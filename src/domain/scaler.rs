//! Feature standardization.
//!
//! Learns per-feature mean and population standard deviation once from
//! training data, then maps raw vectors to zero mean / unit variance.

use serde::{Deserialize, Serialize};

use super::FeatureVector;
use crate::{Result, VitalError};

/// Per-feature `(mean, std)` pairs bound to the training schema.
#[derive(Debug, Clone, PartialEq, Serialize, Deserialize)]
pub struct ScalingParameters {
    feature_names: Vec<String>,
    means: Vec<f64>,
    stds: Vec<f64>,
}

impl ScalingParameters {
    /// Fit scaling statistics from training rows.
    ///
    /// # Errors
    /// Returns `DataError` if `rows` is empty, rows disagree on schema,
    /// a value is non-finite, or any feature has zero variance.
    pub fn fit(rows: &[FeatureVector]) -> Result<Self> {
        let first = rows
            .first()
            .ok_or_else(|| VitalError::Data("Cannot fit scaler on empty data".into()))?;
        let feature_names = first.names().to_vec();
        if feature_names.is_empty() {
            return Err(VitalError::Data("Feature vectors have no features".into()));
        }

        let n_features = feature_names.len();
        let mut sums = vec![0.0; n_features];
        let mut mins = vec![f64::INFINITY; n_features];
        let mut maxs = vec![f64::NEG_INFINITY; n_features];
        for (row_idx, row) in rows.iter().enumerate() {
            if !row.matches_schema(&feature_names) || row.values().len() != n_features {
                return Err(VitalError::Data(format!(
                    "Row {row_idx} does not match the schema of row 0"
                )));
            }
            for (j, &x) in row.values().iter().enumerate() {
                if !x.is_finite() {
                    return Err(VitalError::Data(format!(
                        "Row {row_idx} has non-finite value for {}",
                        feature_names[j]
                    )));
                }
                sums[j] += x;
                mins[j] = mins[j].min(x);
                maxs[j] = maxs[j].max(x);
            }
        }

        let n = rows.len() as f64;
        let means: Vec<f64> = sums.iter().map(|s| s / n).collect();

        let mut sq = vec![0.0; n_features];
        for row in rows {
            for (j, &x) in row.values().iter().enumerate() {
                let d = x - means[j];
                sq[j] += d * d;
            }
        }
        let stds: Vec<f64> = sq.iter().map(|s| (s / n).sqrt()).collect();

        // Constant columns are detected exactly; rounding in the mean can
        // leave a tiny nonzero std for large constants.
        if let Some(j) = (0..n_features).position(|j| maxs[j] == mins[j] || stds[j] <= 0.0) {
            return Err(VitalError::Data(format!(
                "Feature {} has zero variance",
                feature_names[j]
            )));
        }

        tracing::debug!("Fitted scaler on {} rows x {} features", rows.len(), n_features);

        Ok(Self {
            feature_names,
            means,
            stds,
        })
    }

    /// Standardize a raw vector: `(x - mean) / std` per feature.
    ///
    /// # Errors
    /// Returns `SchemaError` if arity, names, or order differ from the
    /// training schema, or a value is non-finite.
    pub fn transform(&self, v: &FeatureVector) -> Result<Vec<f64>> {
        if v.len() != self.feature_names.len() || v.names().len() != v.values().len() {
            return Err(VitalError::Schema(format!(
                "Feature count mismatch: got {}, expected {}",
                v.len(),
                self.feature_names.len()
            )));
        }
        if let Some((got, expected)) = v
            .names()
            .iter()
            .zip(&self.feature_names)
            .find(|(got, expected)| got != expected)
        {
            return Err(VitalError::Schema(format!(
                "Expected feature {expected}, got {got}"
            )));
        }

        v.values()
            .iter()
            .zip(self.means.iter().zip(&self.stds))
            .zip(&self.feature_names)
            .map(|((&x, (mean, std)), name)| {
                if x.is_finite() {
                    Ok((x - mean) / std)
                } else {
                    Err(VitalError::Schema(format!("Feature {name} is not finite")))
                }
            })
            .collect()
    }

    #[must_use]
    pub fn feature_names(&self) -> &[String] {
        &self.feature_names
    }

    #[must_use]
    pub fn means(&self) -> &[f64] {
        &self.means
    }

    #[must_use]
    pub fn stds(&self) -> &[f64] {
        &self.stds
    }

    #[must_use]
    pub fn n_features(&self) -> usize {
        self.feature_names.len()
    }

    /// Structural self-check used when loading persisted parameters.
    pub(crate) fn is_consistent(&self) -> bool {
        let n = self.feature_names.len();
        n > 0
            && self.means.len() == n
            && self.stds.len() == n
            && self.means.iter().all(|m| m.is_finite())
            && self.stds.iter().all(|s| s.is_finite() && *s > 0.0)
    }
}

#[cfg(test)]
mod tests {
    use super::*;

    fn row(a: f64, b: f64) -> FeatureVector {
        FeatureVector::from_pairs([("a", a), ("b", b)]).unwrap()
    }

    #[test]
    fn test_fit_mean_and_std() {
        let params = ScalingParameters::fit(&[row(1.0, 10.0), row(3.0, 30.0)]).unwrap();
        assert_eq!(params.means(), &[2.0, 20.0]);
        assert_eq!(params.stds(), &[1.0, 10.0]);
    }

    #[test]
    fn test_transform_standardizes() {
        let params = ScalingParameters::fit(&[row(1.0, 10.0), row(3.0, 30.0)]).unwrap();
        let scaled = params.transform(&row(3.0, 10.0)).unwrap();
        assert!((scaled[0] - 1.0).abs() < 1e-12);
        assert!((scaled[1] + 1.0).abs() < 1e-12);
    }

    #[test]
    fn test_fit_empty_is_data_error() {
        let err = ScalingParameters::fit(&[]).unwrap_err();
        assert!(matches!(err, VitalError::Data(_)));
    }

    #[test]
    fn test_fit_zero_variance_is_data_error() {
        let err = ScalingParameters::fit(&[row(1.0, 5.0), row(2.0, 5.0)]).unwrap_err();
        assert!(matches!(err, VitalError::Data(msg) if msg.contains('b')));
    }

    #[test]
    fn test_fit_large_constant_is_data_error() {
        for (constant, n) in [(1_000_000.1, 7), (98_765.4321, 3), (1_000_000.1, 10)] {
            let rows: Vec<FeatureVector> = (0..n)
                .map(|i| FeatureVector::from_pairs([("a", f64::from(i)), ("c", constant)]).unwrap())
                .collect();
            let err = ScalingParameters::fit(&rows).unwrap_err();
            assert!(
                matches!(&err, VitalError::Data(msg) if msg.contains('c')),
                "constant {constant} over {n} rows was accepted: {err}"
            );
        }
    }

    #[test]
    fn test_fit_mixed_schema_is_data_error() {
        let other = FeatureVector::from_pairs([("b", 1.0), ("a", 2.0)]).unwrap();
        let err = ScalingParameters::fit(&[row(1.0, 2.0), other]).unwrap_err();
        assert!(matches!(err, VitalError::Data(_)));
    }

    #[test]
    fn test_transform_rejects_reordered_features() {
        let params = ScalingParameters::fit(&[row(1.0, 10.0), row(3.0, 30.0)]).unwrap();
        let swapped = FeatureVector::from_pairs([("b", 1.0), ("a", 2.0)]).unwrap();
        assert!(matches!(
            params.transform(&swapped),
            Err(VitalError::Schema(_))
        ));
    }

    #[test]
    fn test_transform_rejects_missing_feature() {
        let params = ScalingParameters::fit(&[row(1.0, 10.0), row(3.0, 30.0)]).unwrap();
        let short = FeatureVector::from_pairs([("a", 1.0)]).unwrap();
        assert!(matches!(params.transform(&short), Err(VitalError::Schema(_))));
    }

    #[test]
    fn test_transform_rejects_nan() {
        let params = ScalingParameters::fit(&[row(1.0, 10.0), row(3.0, 30.0)]).unwrap();
        assert!(matches!(
            params.transform(&row(f64::NAN, 1.0)),
            Err(VitalError::Schema(_))
        ));
    }
}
........
Problem details - In the data above, retype exactly and only the lines between the one holding "the training schema." and the one holding "let mut sums = vec![0.0; n_features];", inclusive.

Answer to this exercise -
/// Per-feature `(mean, std)` pairs bound to the training schema.
#[derive(Debug, Clone, PartialEq, Serialize, Deserialize)]
pub struct ScalingParameters {
    feature_names: Vec<String>,
    means: Vec<f64>,
    stds: Vec<f64>,
}

impl ScalingParameters {
    /// Fit scaling statistics from training rows.
    ///
    /// # Errors
    /// Returns `DataError` if `rows` is empty, rows disagree on schema,
    /// a value is non-finite, or any feature has zero variance.
    pub fn fit(rows: &[FeatureVector]) -> Result<Self> {
        let first = rows
            .first()
            .ok_or_else(|| VitalError::Data("Cannot fit scaler on empty data".into()))?;
        let feature_names = first.names().to_vec();
        if feature_names.is_empty() {
            return Err(VitalError::Data("Feature vectors have no features".into()));
        }

        let n_features = feature_names.len();
        let mut sums = vec![0.0; n_features];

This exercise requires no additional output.